Pivotal Advance: Protein synthesis modulates responsiveness of differentiating and malignant plasma cells to proteasome inhibitors

A previously unsuspected, considerable proportion of newly synthesized polypeptides are rapidly hydrolyzed by proteasomes, possibly competing with endogenous substrates and altering proteostasis. In view of the anti-cancer effects of proteasome inhibitors (PI), we set out to achieve a quantitative assessment of proteasome workload in cells hallmarked by different PI sensitivity, namely a panel of multiple myeloma (MM) cells, and in a dynamic model of plasma cell differentiation, a process that confers exquisite PI sensitivity. Our results suggest that protein synthesis is a key determinant of proteasomal proteolytic burden and PI sensitivity. In different MM cells and in differentiating plasma cells, the average proteolytic work accomplished per proteasome ranges over different orders of magnitude, an unexpected degree of variability, with increased workload invariably associated to increased PI sensitivity.
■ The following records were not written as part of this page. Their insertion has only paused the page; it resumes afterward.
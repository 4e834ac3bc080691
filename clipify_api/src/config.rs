//! Client configuration.

use serde::{Deserialize, Serialize};

/// Production endpoint used when no base URL is configured.
pub const DEFAULT_BASE_URL: &str = "https://clip-ify.pockethost.io";

/// Environment variable read by [`ClientConfig::from_env`].
pub const BASE_URL_ENV: &str = "CLIPIFY_BASE_URL";

/// Options accepted when building a [`Client`](crate::Client).
///
/// Deserializes from `{ "baseUrl": "..." }`. A missing or empty `baseUrl`
/// resolves to [`DEFAULT_BASE_URL`].
#[derive(Debug, Clone, Default, PartialEq, Eq, Serialize, Deserialize)]
#[serde(rename_all = "camelCase")]
pub struct ClientConfig {
    #[serde(default, skip_serializing_if = "Option::is_none")]
    pub base_url: Option<String>,
}

impl ClientConfig {
    pub fn with_base_url(base_url: &str) -> Self {
        Self {
            base_url: Some(base_url.to_string()),
        }
    }

    /// Reads the base URL from `CLIPIFY_BASE_URL`, if set.
    pub fn from_env() -> Self {
        Self {
            base_url: std::env::var(BASE_URL_ENV).ok(),
        }
    }

    /// The base URL requests are sent to.
    pub fn resolved_base_url(&self) -> &str {
        match self.base_url.as_deref() {
            Some(url) if !url.is_empty() => url,
            _ => DEFAULT_BASE_URL,
        }
    }
}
The unfavorable load vs. capacity balance found in highly PI-sensitive MM lines is accounted for by a decreased total number of immunoproteasomes per cell coupled to enhanced generation of rapidly degraded polypeptides (RDPs). Moreover, indicative of cause-effect relationships, attenuating general protein synthesis by the otherwise toxic agent cycloheximide (CHX) reduces PI sensitivity both in activated B and in MM cells. Our data support the view that in plasma cells protein synthesis contributes to determine PI sensitivity by saturating the proteasomal degradative capacity. Quantitating protein synthesis and proteasome workload may thus prove crucial to design novel negative proteostasis regulators against cancer.